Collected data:

Content starts

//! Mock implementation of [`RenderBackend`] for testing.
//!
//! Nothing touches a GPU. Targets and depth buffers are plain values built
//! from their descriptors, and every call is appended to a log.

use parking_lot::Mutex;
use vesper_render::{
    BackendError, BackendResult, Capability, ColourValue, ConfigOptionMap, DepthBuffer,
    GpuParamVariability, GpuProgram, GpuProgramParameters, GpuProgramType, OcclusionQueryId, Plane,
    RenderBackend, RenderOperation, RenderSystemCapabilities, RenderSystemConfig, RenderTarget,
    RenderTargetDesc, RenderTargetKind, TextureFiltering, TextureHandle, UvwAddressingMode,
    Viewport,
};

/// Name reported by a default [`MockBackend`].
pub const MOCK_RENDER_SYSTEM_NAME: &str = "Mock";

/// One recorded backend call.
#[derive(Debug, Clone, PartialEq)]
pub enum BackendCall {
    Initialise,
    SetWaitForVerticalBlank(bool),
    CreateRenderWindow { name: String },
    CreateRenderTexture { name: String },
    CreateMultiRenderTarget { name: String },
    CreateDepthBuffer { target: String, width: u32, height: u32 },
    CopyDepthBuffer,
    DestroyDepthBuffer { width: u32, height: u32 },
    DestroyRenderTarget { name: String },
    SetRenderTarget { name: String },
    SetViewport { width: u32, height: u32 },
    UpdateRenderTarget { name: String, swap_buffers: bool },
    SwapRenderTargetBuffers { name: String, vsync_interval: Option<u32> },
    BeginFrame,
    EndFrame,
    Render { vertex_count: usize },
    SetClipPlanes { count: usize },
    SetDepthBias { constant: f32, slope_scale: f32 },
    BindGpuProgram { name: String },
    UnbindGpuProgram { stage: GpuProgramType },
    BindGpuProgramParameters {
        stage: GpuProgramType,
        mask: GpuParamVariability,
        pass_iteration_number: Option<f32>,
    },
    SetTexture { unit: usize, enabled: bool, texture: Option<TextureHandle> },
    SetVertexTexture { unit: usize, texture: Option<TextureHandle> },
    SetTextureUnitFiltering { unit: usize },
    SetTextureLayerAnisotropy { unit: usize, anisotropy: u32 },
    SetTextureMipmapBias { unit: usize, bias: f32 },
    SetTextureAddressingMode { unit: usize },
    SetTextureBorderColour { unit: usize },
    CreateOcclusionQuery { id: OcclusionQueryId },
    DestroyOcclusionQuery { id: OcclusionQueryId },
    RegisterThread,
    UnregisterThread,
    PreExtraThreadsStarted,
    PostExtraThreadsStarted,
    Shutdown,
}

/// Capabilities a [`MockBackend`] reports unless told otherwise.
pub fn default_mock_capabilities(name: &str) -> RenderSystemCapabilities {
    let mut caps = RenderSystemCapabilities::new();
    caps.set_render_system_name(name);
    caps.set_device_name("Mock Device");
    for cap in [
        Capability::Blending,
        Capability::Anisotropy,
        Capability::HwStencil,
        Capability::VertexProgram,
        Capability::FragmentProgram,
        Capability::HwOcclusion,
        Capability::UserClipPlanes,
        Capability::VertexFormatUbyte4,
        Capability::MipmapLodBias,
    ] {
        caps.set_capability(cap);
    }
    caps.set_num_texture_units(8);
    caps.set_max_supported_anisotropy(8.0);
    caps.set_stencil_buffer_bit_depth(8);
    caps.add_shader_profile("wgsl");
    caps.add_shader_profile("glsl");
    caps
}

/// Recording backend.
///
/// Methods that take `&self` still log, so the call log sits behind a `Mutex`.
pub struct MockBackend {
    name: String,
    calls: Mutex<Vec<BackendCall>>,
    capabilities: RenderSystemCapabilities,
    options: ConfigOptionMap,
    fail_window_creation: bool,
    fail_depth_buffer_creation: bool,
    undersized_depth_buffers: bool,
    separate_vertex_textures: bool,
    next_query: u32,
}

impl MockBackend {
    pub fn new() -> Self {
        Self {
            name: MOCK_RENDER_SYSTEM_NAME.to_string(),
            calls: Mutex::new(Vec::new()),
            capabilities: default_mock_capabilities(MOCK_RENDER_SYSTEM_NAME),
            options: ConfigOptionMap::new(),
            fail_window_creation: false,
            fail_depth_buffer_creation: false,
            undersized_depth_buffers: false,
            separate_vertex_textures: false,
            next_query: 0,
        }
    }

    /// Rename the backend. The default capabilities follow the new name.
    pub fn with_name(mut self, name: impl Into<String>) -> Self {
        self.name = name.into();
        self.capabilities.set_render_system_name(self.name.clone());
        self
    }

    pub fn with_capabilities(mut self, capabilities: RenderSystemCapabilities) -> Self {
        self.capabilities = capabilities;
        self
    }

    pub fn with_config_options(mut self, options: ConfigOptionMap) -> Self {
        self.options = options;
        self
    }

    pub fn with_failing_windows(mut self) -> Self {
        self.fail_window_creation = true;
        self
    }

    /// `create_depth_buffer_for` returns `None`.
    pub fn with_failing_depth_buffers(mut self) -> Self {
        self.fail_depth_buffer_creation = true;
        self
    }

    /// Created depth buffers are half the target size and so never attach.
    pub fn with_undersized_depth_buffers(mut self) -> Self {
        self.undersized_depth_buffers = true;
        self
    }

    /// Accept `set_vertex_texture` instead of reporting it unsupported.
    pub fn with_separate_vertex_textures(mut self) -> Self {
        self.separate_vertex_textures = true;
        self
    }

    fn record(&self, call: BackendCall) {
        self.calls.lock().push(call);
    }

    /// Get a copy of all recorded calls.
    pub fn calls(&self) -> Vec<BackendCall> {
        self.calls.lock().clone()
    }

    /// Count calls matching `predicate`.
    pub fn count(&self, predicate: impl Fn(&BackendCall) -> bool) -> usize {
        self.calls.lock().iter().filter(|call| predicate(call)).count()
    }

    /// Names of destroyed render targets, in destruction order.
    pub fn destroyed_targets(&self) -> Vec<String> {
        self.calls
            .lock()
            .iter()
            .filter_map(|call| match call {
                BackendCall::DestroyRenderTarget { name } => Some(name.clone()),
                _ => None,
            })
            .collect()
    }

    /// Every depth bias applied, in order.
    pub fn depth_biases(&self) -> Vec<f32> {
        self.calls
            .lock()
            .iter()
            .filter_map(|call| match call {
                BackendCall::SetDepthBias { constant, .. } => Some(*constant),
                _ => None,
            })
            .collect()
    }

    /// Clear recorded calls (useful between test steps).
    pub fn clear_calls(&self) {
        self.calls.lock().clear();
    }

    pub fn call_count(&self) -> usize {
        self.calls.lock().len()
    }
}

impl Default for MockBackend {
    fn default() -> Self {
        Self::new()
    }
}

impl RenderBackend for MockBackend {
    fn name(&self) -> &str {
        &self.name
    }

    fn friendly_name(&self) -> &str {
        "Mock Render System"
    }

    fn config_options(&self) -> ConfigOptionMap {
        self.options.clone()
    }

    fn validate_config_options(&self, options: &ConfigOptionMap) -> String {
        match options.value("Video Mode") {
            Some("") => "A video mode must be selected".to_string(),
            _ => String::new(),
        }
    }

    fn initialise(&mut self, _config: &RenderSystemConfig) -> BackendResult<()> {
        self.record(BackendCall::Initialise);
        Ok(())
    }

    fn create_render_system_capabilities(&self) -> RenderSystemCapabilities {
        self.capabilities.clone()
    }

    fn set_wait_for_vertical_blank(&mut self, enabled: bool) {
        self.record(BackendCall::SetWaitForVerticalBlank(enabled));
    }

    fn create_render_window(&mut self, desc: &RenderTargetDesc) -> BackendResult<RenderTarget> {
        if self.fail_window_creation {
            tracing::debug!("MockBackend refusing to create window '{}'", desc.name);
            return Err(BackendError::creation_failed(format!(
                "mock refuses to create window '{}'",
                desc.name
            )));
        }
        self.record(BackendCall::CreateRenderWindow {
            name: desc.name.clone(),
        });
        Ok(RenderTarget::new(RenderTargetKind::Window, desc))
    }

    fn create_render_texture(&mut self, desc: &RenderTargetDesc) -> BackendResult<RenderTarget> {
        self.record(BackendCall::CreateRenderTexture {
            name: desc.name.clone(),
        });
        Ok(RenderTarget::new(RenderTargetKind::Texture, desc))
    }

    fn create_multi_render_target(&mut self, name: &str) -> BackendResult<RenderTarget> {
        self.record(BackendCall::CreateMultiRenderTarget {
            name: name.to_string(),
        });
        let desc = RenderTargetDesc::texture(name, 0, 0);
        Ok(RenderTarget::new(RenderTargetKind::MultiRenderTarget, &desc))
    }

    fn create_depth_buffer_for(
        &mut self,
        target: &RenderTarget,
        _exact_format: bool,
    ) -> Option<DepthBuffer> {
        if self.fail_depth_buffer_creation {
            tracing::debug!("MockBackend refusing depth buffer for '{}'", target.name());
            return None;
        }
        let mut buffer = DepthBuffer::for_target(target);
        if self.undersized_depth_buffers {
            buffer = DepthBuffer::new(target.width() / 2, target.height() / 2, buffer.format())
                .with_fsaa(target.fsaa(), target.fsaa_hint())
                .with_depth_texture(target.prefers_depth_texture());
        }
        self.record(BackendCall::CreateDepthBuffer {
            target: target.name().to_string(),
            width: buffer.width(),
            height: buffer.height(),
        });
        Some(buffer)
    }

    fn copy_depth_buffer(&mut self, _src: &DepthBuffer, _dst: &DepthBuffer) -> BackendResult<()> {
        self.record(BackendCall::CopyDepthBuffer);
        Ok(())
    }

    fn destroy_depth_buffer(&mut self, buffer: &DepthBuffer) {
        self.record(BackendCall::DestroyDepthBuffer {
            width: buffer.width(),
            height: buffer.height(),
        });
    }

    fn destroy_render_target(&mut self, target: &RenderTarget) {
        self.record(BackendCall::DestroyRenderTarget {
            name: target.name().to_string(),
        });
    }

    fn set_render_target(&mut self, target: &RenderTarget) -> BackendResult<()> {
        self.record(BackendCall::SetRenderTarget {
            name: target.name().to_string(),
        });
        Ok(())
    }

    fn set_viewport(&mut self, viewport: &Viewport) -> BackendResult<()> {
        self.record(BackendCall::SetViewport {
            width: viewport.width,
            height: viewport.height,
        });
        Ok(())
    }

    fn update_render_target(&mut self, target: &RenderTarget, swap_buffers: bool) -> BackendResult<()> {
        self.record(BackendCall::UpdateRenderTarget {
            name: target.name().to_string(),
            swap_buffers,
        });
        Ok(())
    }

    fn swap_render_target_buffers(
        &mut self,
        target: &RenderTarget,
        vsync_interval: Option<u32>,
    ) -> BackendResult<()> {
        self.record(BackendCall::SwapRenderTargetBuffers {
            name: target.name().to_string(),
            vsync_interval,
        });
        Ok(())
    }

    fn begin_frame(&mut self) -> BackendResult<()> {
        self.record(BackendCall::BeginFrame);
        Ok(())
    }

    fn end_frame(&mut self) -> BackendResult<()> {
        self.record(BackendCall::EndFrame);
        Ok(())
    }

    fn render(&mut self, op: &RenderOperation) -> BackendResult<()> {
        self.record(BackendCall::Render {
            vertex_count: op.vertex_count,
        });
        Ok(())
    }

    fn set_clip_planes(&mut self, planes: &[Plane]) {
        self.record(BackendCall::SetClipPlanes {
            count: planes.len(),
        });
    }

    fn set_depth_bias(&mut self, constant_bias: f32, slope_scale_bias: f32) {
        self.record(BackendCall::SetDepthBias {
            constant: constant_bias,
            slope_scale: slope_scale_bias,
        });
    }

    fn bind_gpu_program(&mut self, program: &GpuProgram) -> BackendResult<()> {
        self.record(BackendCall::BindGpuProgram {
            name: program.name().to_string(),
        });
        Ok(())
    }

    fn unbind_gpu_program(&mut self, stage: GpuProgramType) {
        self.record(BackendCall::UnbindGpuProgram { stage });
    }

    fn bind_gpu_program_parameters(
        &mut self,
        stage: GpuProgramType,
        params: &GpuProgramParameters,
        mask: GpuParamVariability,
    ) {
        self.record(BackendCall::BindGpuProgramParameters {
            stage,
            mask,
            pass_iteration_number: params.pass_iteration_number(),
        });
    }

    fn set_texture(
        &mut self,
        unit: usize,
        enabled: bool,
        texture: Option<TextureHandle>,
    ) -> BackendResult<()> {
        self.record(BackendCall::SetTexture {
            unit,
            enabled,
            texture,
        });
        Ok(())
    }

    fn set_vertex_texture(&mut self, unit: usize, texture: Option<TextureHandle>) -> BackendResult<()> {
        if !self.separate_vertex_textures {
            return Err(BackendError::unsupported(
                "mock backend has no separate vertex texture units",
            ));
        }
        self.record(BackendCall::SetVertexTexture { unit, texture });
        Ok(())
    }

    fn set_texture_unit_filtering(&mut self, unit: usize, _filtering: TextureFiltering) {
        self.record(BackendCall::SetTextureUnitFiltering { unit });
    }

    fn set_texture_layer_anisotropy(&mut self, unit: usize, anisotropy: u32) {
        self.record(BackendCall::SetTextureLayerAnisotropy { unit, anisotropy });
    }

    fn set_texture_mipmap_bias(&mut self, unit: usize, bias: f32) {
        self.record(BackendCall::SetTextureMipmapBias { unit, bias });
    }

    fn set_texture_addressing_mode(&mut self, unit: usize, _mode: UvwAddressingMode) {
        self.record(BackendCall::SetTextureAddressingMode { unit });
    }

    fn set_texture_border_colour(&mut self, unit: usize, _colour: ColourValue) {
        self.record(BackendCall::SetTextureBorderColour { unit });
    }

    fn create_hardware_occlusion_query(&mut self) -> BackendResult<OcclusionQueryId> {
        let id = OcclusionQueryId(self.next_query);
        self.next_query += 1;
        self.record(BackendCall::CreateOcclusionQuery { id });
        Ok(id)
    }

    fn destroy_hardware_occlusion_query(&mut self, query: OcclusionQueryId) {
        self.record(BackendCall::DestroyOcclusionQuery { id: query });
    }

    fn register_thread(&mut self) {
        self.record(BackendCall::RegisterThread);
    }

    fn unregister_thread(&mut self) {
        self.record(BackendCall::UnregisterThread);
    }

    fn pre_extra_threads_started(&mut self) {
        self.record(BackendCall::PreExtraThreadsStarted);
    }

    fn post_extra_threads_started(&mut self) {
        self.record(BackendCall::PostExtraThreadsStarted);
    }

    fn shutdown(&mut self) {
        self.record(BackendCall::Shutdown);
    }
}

Content ends

Task to complete
Please copy the lines above from the line with "pub fn with_failing_windows(mut" up to and including the line with "pub fn count(&self, predicate: impl", exactly as written and with nothing else.

Answer to this task
    pub fn with_failing_windows(mut self) -> Self {
        self.fail_window_creation = true;
        self
    }

    /// `create_depth_buffer_for` returns `None`.
    pub fn with_failing_depth_buffers(mut self) -> Self {
        self.fail_depth_buffer_creation = true;
        self
    }

    /// Created depth buffers are half the target size and so never attach.
    pub fn with_undersized_depth_buffers(mut self) -> Self {
        self.undersized_depth_buffers = true;
        self
    }

    /// Accept `set_vertex_texture` instead of reporting it unsupported.
    pub fn with_separate_vertex_textures(mut self) -> Self {
        self.separate_vertex_textures = true;
        self
    }

    fn record(&self, call: BackendCall) {
        self.calls.lock().push(call);
    }

    /// Get a copy of all recorded calls.
    pub fn calls(&self) -> Vec<BackendCall> {
        self.calls.lock().clone()
    }

    /// Count calls matching `predicate`.
    pub fn count(&self, predicate: impl Fn(&BackendCall) -> bool) -> usize {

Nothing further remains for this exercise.